Assigned task: Would you quote the material below from its first line through the line containing "const INDEX_URL: &str", exactly and with both ends included?
::: Available data
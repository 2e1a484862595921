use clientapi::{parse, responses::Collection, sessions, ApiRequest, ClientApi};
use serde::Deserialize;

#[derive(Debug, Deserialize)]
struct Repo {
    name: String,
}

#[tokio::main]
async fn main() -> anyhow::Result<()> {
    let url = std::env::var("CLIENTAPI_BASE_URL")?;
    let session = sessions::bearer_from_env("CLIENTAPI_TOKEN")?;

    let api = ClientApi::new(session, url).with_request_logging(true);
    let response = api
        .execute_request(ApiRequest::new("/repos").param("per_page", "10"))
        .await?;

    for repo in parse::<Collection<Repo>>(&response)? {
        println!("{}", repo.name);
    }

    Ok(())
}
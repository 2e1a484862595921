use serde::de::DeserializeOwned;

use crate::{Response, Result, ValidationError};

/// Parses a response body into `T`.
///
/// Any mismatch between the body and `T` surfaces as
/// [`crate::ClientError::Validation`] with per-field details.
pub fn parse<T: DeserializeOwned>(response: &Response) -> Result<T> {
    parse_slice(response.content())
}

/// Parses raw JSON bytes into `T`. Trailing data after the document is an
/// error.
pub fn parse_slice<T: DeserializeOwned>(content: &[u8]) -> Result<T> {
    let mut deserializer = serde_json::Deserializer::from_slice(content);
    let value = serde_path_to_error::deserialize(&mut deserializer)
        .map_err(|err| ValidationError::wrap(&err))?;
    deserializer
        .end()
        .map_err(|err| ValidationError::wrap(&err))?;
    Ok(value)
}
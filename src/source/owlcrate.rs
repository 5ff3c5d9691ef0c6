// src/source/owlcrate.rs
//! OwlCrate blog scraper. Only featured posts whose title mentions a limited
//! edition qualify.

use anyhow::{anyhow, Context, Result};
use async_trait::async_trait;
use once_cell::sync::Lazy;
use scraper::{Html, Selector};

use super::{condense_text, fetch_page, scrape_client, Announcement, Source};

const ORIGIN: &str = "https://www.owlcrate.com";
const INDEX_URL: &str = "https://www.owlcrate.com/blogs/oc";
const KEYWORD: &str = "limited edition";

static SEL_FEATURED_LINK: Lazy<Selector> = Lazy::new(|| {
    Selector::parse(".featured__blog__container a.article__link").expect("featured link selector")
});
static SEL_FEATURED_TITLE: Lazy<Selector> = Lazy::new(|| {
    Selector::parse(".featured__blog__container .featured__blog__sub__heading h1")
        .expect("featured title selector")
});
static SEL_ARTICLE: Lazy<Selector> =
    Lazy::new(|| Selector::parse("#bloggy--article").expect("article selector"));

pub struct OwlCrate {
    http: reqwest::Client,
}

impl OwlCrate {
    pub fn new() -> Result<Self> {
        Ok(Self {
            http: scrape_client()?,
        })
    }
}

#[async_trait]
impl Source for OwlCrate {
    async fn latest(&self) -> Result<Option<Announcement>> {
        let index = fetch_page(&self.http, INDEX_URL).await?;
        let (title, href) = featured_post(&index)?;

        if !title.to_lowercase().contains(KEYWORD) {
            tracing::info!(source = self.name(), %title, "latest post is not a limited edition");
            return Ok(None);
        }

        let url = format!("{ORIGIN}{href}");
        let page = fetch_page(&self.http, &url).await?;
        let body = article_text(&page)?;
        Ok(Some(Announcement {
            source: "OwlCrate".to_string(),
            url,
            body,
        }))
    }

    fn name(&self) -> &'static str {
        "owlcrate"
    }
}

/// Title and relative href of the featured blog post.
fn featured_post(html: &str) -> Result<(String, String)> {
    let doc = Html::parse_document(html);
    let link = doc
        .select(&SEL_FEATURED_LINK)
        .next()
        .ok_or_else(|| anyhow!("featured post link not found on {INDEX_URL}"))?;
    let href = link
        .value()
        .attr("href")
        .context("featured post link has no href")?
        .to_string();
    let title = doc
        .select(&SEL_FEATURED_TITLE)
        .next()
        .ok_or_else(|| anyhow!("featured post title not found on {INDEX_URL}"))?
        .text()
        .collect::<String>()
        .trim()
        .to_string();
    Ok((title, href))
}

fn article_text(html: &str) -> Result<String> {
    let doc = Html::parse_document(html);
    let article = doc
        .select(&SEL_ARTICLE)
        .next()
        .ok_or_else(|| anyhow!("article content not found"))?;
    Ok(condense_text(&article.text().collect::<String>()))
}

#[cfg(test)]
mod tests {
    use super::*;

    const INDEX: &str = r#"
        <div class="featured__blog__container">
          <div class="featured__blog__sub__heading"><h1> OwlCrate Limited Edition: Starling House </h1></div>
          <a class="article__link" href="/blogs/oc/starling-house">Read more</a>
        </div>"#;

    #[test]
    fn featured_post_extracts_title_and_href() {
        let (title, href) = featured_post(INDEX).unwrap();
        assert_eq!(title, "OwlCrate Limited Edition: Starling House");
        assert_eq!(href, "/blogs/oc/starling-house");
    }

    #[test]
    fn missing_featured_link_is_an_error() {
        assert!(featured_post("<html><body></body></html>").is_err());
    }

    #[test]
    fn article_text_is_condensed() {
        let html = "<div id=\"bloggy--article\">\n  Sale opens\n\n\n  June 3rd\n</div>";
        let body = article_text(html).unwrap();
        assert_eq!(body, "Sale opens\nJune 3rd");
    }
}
::::::
Response area:
repository 2e1a484862595921
use clientapi::{parse, responses::Collection, sessions, ApiRequest, ClientApi};
use serde::Deserialize;

#[derive(Debug, Deserialize)]
struct Repo {
    name: String,
}

#[tokio::main]
async fn main() -> anyhow::Result<()> {
    let url = std::env::var("CLIENTAPI_BASE_URL")?;
    let session = sessions::bearer_from_env("CLIENTAPI_TOKEN")?;

    let api = ClientApi::new(session, url).with_request_logging(true);
    let response = api
        .execute_request(ApiRequest::new("/repos").param("per_page", "10"))
        .await?;

    for repo in parse::<Collection<Repo>>(&response)? {
        println!("{}", repo.name);
    }

    Ok(())
}
repository 2e1a484862595921
use serde::de::DeserializeOwned;

use crate::{Response, Result, ValidationError};

/// Parses a response body into `T`.
///
/// Any mismatch between the body and `T` surfaces as
/// [`crate::ClientError::Validation`] with per-field details.
pub fn parse<T: DeserializeOwned>(response: &Response) -> Result<T> {
    parse_slice(response.content())
}

/// Parses raw JSON bytes into `T`. Trailing data after the document is an
/// error.
pub fn parse_slice<T: DeserializeOwned>(content: &[u8]) -> Result<T> {
    let mut deserializer = serde_json::Deserializer::from_slice(content);
    let value = serde_path_to_error::deserialize(&mut deserializer)
        .map_err(|err| ValidationError::wrap(&err))?;
    deserializer
        .end()
        .map_err(|err| ValidationError::wrap(&err))?;
    Ok(value)
}
filename src/source/owlcrate.rs
repository 5ff3c5d9691ef0c6
// src/source/owlcrate.rs
//! OwlCrate blog scraper. Only featured posts whose title mentions a limited
//! edition qualify.

use anyhow::{anyhow, Context, Result};
use async_trait::async_trait;
use once_cell::sync::Lazy;
use scraper::{Html, Selector};

use super::{condense_text, fetch_page, scrape_client, Announcement, Source};

const ORIGIN: &str = "https://www.owlcrate.com";
const INDEX_URL: &str = "https://www.owlcrate.com/blogs/oc";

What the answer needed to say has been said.